►

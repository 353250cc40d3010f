//! C9 — the virtual file (spec.md §4.9): a thin, user-facing random-access
//! byte stream façade over [`ConcurrentSectorTree`] (C6). Positions are
//! translated to sector indices via `position(offset) = offset / leaf_payload`;
//! each sector access copies the requested sub-range out of (or into) the
//! sector it maps to.

use std::sync::Arc;
use uuid::Uuid;

use crate::allocator::SectorAllocator;
use crate::descriptor::RootInfo;
use crate::device::SectorDevice;
use crate::error::Result;
use crate::file_crypto::FileCryptoContext;
use crate::tree::tree_cached::ConcurrentSectorTree;

pub struct VirtualFile {
    file_id: Uuid,
    tree: Arc<ConcurrentSectorTree>,
    leaf_payload_size: usize,
}

impl VirtualFile {
    pub fn create_new(
        file_id: Uuid,
        device: Arc<SectorDevice>,
        fctx: FileCryptoContext,
        allocator: Arc<SectorAllocator>,
        leaf_payload_size: usize,
        leaf_cache_capacity: usize,
    ) -> Result<Arc<Self>> {
        let tree = ConcurrentSectorTree::create_new(device, fctx, allocator, leaf_payload_size, leaf_cache_capacity)?;
        Ok(Arc::new(VirtualFile { file_id, tree, leaf_payload_size }))
    }

    pub fn open_existing(
        file_id: Uuid,
        device: Arc<SectorDevice>,
        fctx: FileCryptoContext,
        allocator: Arc<SectorAllocator>,
        root: RootInfo,
        leaf_payload_size: usize,
        leaf_cache_capacity: usize,
    ) -> Result<Arc<Self>> {
        let tree = ConcurrentSectorTree::open_existing(device, fctx, allocator, root, leaf_payload_size, leaf_cache_capacity)?;
        Ok(Arc::new(VirtualFile { file_id, tree, leaf_payload_size }))
    }

    pub fn file_id(&self) -> Uuid {
        self.file_id
    }

    pub fn maximum_extent(&self) -> u64 {
        self.tree.maximum_extent()
    }

    pub fn root_info(&self) -> RootInfo {
        self.tree.root_info()
    }

    pub fn file_secret(&self) -> &[u8; 32] {
        self.tree.file_secret()
    }

    pub fn secret_counter_snapshot(&self) -> crate::counter::CounterState {
        self.tree.secret_counter_snapshot()
    }

    fn position(&self, offset: u64) -> (u64, usize) {
        let leaf = offset / self.leaf_payload_size as u64;
        let within = (offset % self.leaf_payload_size as u64) as usize;
        (leaf, within)
    }

    /// Reads up to `buf.len()` bytes starting at `offset`, stopping early
    /// (and returning the short count) at the file's current extent. Bytes
    /// beyond the extent are never materialized as a sparse-read zero-fill;
    /// spec.md's "sparse, resizable byte extent" applies within a file's
    /// existing leaves, not past `maximum_extent`.
    pub fn read(&self, buf: &mut [u8], offset: u64) -> Result<usize> {
        let extent = self.maximum_extent();
        if offset >= extent {
            return Ok(0);
        }
        let want = buf.len().min((extent - offset) as usize);
        let mut done = 0usize;
        while done < want {
            let (leaf, within) = self.position(offset + done as u64);
            let handle = self.tree.access(leaf)?;
            let n = (self.leaf_payload_size - within).min(want - done);
            handle.with_read(|l| buf[done..done + n].copy_from_slice(&l.bytes[within..within + n]));
            done += n;
        }
        Ok(done)
    }

    /// Writes `buf` at `offset`, growing the tree (and `maximum_extent`) as
    /// needed; never leaves a gap unaddressed (intervening never-written
    /// leaves read back as zero, since every leaf is zero-filled on
    /// allocation).
    ///
    /// `maximum_extent` is advanced to the exact byte count
    /// `offset + buf.len()` when that exceeds the current extent — never
    /// leaf-rounded, so a write that only fills part of a leaf (including
    /// the whole of a depth-0 file, which `descend` never touches the
    /// extent for on its own) is still reflected in `query`/`read`.
    pub fn write(&self, buf: &[u8], offset: u64) -> Result<()> {
        if buf.is_empty() {
            return Ok(());
        }
        let mut done = 0usize;
        while done < buf.len() {
            let (leaf, within) = self.position(offset + done as u64);
            let handle = self.tree.access_or_create(leaf)?;
            let n = (self.leaf_payload_size - within).min(buf.len() - done);
            handle.with_write(|l| l.bytes[within..within + n].copy_from_slice(&buf[done..done + n]));
            done += n;
        }
        let new_extent = offset + buf.len() as u64;
        if new_extent > self.maximum_extent() {
            self.tree.set_maximum_extent(new_extent);
        }
        Ok(())
    }

    /// Grows or shrinks the file to exactly `size` bytes. Growing allocates
    /// (zero-filled) leaves up to the new extent without writing into them;
    /// shrinking erases every leaf past the new last one.
    pub fn truncate(&self, size: u64) -> Result<()> {
        let current = self.maximum_extent();
        if size == current {
            return Ok(());
        }
        if size > current {
            if size > 0 {
                let last_leaf = (size - 1) / self.leaf_payload_size as u64;
                let first_new = if current == 0 { 0 } else { (current - 1) / self.leaf_payload_size as u64 + 1 };
                for leaf in first_new..=last_leaf {
                    drop(self.tree.access_or_create(leaf)?);
                }
            }
            return Ok(());
        }
        let old_last_leaf = if current == 0 { None } else { Some((current - 1) / self.leaf_payload_size as u64) };
        let new_last_leaf = if size == 0 { None } else { Some((size - 1) / self.leaf_payload_size as u64) };
        if let Some(old_last) = old_last_leaf {
            let start = new_last_leaf.map(|l| l + 1).unwrap_or(0);
            for leaf in (start..=old_last).rev() {
                if leaf == 0 && new_last_leaf.is_none() && size == 0 {
                    // Position 0 is never erased (spec.md §4.6); a zero-size
                    // file keeps its single, now-cleared leaf.
                    let handle = self.tree.access(leaf)?;
                    handle.with_write(|l| l.bytes.iter_mut().for_each(|b| *b = 0));
                    continue;
                }
                self.tree.erase_leaf(leaf)?;
            }
        }
        self.tree.set_maximum_extent(size);
        Ok(())
    }

    pub fn commit(&self) -> Result<RootInfo> {
        self.tree.commit()
    }
}

#[cfg(test)]
mod tests {
    use super::*;
    use crate::crypto::Aes256GcmSivProvider;

    fn setup() -> (Arc<SectorDevice>, FileCryptoContext, Arc<SectorAllocator>) {
        let dir = tempfile::tempdir().unwrap();
        let path = dir.path().join("vfile.vefs");
        let provider: Arc<dyn crate::crypto::CryptoProvider> = Arc::new(Aes256GcmSivProvider::new());
        let (device, fs_ctx, _free_ctx) = SectorDevice::create(&path, &[2u8; 32], provider, 8).unwrap();
        let device = Arc::new(device);
        let allocator = Arc::new(SectorAllocator::bootstrap(device.clone(), 4));
        std::mem::forget(dir);
        (device, fs_ctx, allocator)
    }

    const LEAF_PAYLOAD: usize = crate::device::layout::SECTOR_PAYLOAD_SIZE;

    #[test]
    fn write_then_read_round_trips() {
        let (device, fctx, allocator) = setup();
        let file = VirtualFile::create_new(Uuid::nil(), device, fctx, allocator, LEAF_PAYLOAD, 16).unwrap();
        let data = b"hello vefs".to_vec();
        file.write(&data, 100).unwrap();
        let mut out = vec![0u8; data.len()];
        let n = file.read(&mut out, 100).unwrap();
        assert_eq!(n, data.len());
        assert_eq!(out, data);
    }

    #[test]
    fn write_spanning_two_leaves_round_trips() {
        let (device, fctx, allocator) = setup();
        let file = VirtualFile::create_new(Uuid::nil(), device, fctx, allocator, LEAF_PAYLOAD, 16).unwrap();
        let offset = LEAF_PAYLOAD as u64 - 4;
        let data: Vec<u8> = (0..16u8).collect();
        file.write(&data, offset).unwrap();
        let mut out = vec![0u8; data.len()];
        file.read(&mut out, offset).unwrap();
        assert_eq!(out, data);
    }

    #[test]
    fn truncate_grows_then_shrinks() {
        let (device, fctx, allocator) = setup();
        let file = VirtualFile::create_new(Uuid::nil(), device, fctx, allocator, LEAF_PAYLOAD, 16).unwrap();
        file.truncate(LEAF_PAYLOAD as u64 * 3).unwrap();
        assert_eq!(file.maximum_extent(), LEAF_PAYLOAD as u64 * 3);
        file.truncate(0).unwrap();
        assert_eq!(file.maximum_extent(), 0);
    }

    #[test]
    fn read_past_extent_returns_short_count() {
        let (device, fctx, allocator) = setup();
        let file = VirtualFile::create_new(Uuid::nil(), device, fctx, allocator, LEAF_PAYLOAD, 16).unwrap();
        file.write(b"abcd", 0).unwrap();
        let mut out = vec![0u8; 100];
        let n = file.read(&mut out, 0).unwrap();
        assert_eq!(n, 4);
    }

    #[test]
    fn commit_persists_writes_across_reopen() {
        let (device, fctx, allocator) = setup();
        let file = VirtualFile::create_new(Uuid::nil(), device.clone(), fctx.fork(), allocator.clone(), LEAF_PAYLOAD, 16).unwrap();
        file.write(b"durable", 0).unwrap();
        let root = file.commit().unwrap();

        let reopened = VirtualFile::open_existing(Uuid::nil(), device, fctx.fork(), allocator, root, LEAF_PAYLOAD, 16).unwrap();
        let mut out = vec![0u8; 7];
        reopened.read(&mut out, 0).unwrap();
        assert_eq!(&out, b"durable");
    }
}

◄

WORK TASK: Filter the entries and copy each line with "data".

THE ANSWER:
        let data = b"hello vefs".to_vec();
        file.write(&data, 100).unwrap();
        let mut out = vec![0u8; data.len()];
        assert_eq!(n, data.len());
        assert_eq!(out, data);
        let data: Vec<u8> = (0..16u8).collect();
        file.write(&data, offset).unwrap();
        let mut out = vec![0u8; data.len()];
        assert_eq!(out, data);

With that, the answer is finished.